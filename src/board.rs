use std::{
    fmt::{self, Display, Formatter},
    num::NonZero,
    ops::{Index, IndexMut},
};

use crate::{error::BoardError, grid::Grid, position::Position};

/// Handle of an occupant registered on a [`Board`].
// Stored off by one so that `Option<PieceIndex>` stays 4 bytes
#[derive(Debug, Clone, Copy, PartialEq, Eq, Hash, PartialOrd, Ord)]
pub struct PieceIndex(NonZero<u32>);

impl Display for PieceIndex {
    fn fmt(&self, f: &mut Formatter<'_>) -> fmt::Result {
        write!(f, "#{}", usize::from(*self))?;
        Ok(())
    }
}

impl From<PieceIndex> for usize {
    fn from(value: PieceIndex) -> Self {
        (value.0.get() - 1) as usize
    }
}
impl From<usize> for PieceIndex {
    fn from(value: usize) -> Self {
        let value = u32::try_from(value).unwrap_or(u32::MAX);
        PieceIndex(NonZero::<u32>::MIN.saturating_add(value))
    }
}

#[derive(Debug, Clone, PartialEq, Eq, Hash)]
struct Slot<T> {
    occupant: T,
    position: Option<Position>,
}

/// A rectangular grid holding at most one occupant per cell.
///
/// Occupants are registered once with [`Board::add`] and referred to by their
/// [`PieceIndex`] afterwards. Each occupant records the cell it stands on, so
/// for every placed occupant `board.position_of(index)` names the cell whose
/// content is `index`.
#[derive(Debug, Clone, PartialEq, Eq, Hash)]
pub struct Board<T> {
    pieces: Vec<Slot<T>>,
    cells: Grid<Option<PieceIndex>>,
}
impl<T> Board<T> {
    pub fn new(rows: u8, columns: u8) -> Result<Self, BoardError> {
        if rows < 1 || columns < 1 {
            return Err(BoardError::InvalidDimensions { rows, columns });
        }
        Ok(Board {
            pieces: Vec::new(),
            cells: Grid::new(rows, columns, None),
        })
    }
    pub fn rows(&self) -> u8 {
        self.cells.rows()
    }
    pub fn columns(&self) -> u8 {
        self.cells.columns()
    }
    /// Registers an occupant without placing it anywhere.
    pub fn add(&mut self, occupant: T) -> PieceIndex {
        let index = self.pieces.len().into();
        self.pieces.push(Slot {
            occupant,
            position: None,
        });
        index
    }
    pub fn position_exists(&self, position: Position) -> bool {
        self.cells.contains(position)
    }
    fn check_bounds(&self, position: Position) -> Result<(), BoardError> {
        if self.position_exists(position) {
            Ok(())
        } else {
            Err(BoardError::OutOfBounds(position))
        }
    }
    pub fn piece(&self, position: Position) -> Result<Option<PieceIndex>, BoardError> {
        self.check_bounds(position)?;
        Ok(self.cells[position])
    }
    pub fn there_is_a_piece(&self, position: Position) -> Result<bool, BoardError> {
        Ok(self.piece(position)?.is_some())
    }
    /// Puts an occupant on an empty cell. An occupant already standing on
    /// another cell leaves that cell first.
    pub fn place_piece(&mut self, index: PieceIndex, position: Position) -> Result<(), BoardError> {
        if self.there_is_a_piece(position)? {
            return Err(BoardError::Occupied(position));
        }
        if let Some(previous) = self.slot(index).position {
            self.cells[previous] = None;
        }
        self.cells[position] = Some(index);
        self.slot_mut(index).position = Some(position);
        Ok(())
    }
    pub fn remove_piece(&mut self, position: Position) -> Result<Option<PieceIndex>, BoardError> {
        let Some(index) = self.piece(position)? else {
            return Ok(None);
        };
        self.cells[position] = None;
        self.slot_mut(index).position = None;
        Ok(Some(index))
    }
    pub fn position_of(&self, index: PieceIndex) -> Option<Position> {
        self.slot(index).position
    }
    /// The occupant on `position`, if the cell exists and is occupied.
    pub fn occupant(&self, position: Position) -> Option<(PieceIndex, &T)> {
        let index = (*self.cells.get(position)?)?;
        Some((index, &self[index]))
    }
    /// Every registered occupant, placed or not.
    pub fn all_pieces(&self) -> impl Iterator<Item = (PieceIndex, &T)> {
        self.pieces
            .iter()
            .enumerate()
            .map(|(i, slot)| (i.into(), &slot.occupant))
    }
    /// Occupants currently standing on a cell, in row-major order.
    pub fn placed_pieces(&self) -> impl Iterator<Item = (Position, PieceIndex, &T)> {
        self.cells
            .positioned_values()
            .filter_map(|(position, index)| index.map(|index| (position, index, &self[index])))
    }
    pub fn map<U>(&self, mut f: impl FnMut(Option<&T>) -> U) -> Grid<U>
    where
        U: Clone,
    {
        let mut grid = Grid::new(self.rows(), self.columns(), f(None));
        for (position, _, occupant) in self.placed_pieces() {
            grid[position] = f(Some(occupant));
        }
        grid
    }
    fn slot(&self, index: PieceIndex) -> &Slot<T> {
        &self.pieces[usize::from(index)]
    }
    fn slot_mut(&mut self, index: PieceIndex) -> &mut Slot<T> {
        &mut self.pieces[usize::from(index)]
    }
}
impl<T> Index<PieceIndex> for Board<T> {
    type Output = T;

    fn index(&self, index: PieceIndex) -> &Self::Output {
        &self.slot(index).occupant
    }
}
impl<T> IndexMut<PieceIndex> for Board<T> {
    fn index_mut(&mut self, index: PieceIndex) -> &mut Self::Output {
        &mut self.slot_mut(index).occupant
    }
}
#![forbid(unsafe_code)]
#![warn(clippy::pedantic)]
#![allow(
    clippy::missing_errors_doc,
    clippy::missing_panics_doc,
    clippy::must_use_candidate,
    clippy::cast_possible_truncation,
    reason = "positions and board dimensions are bounded by `u8`"
)]

//! Rule engine for standard chess.
//!
//! [`ChessMatch`] is the entry point: it answers which cells a piece could
//! move to and performs moves, enforcing turn order, check safety, castling,
//! en passant and promotion.

pub mod board;
pub mod chess_match;
pub mod chess_position;
pub mod color;
pub mod error;
pub mod grid;
pub mod piece;
pub mod position;
pub mod state;

#[cfg(test)]
mod fuzz;

pub use crate::{
    chess_match::ChessMatch,
    chess_position::ChessPosition,
    color::Color,
    error::{BoardError, MatchError},
    piece::{ColoredPieceKind, PieceKind},
    state::MatchState,
};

WORK INSTRUCTION: In the data above, which lines include "that"? Return those lines.

RESULT OF THIS EXERCISE:
// Stored off by one so that `Option<PieceIndex>` stays 4 bytes
    /// another cell leaves that cell first.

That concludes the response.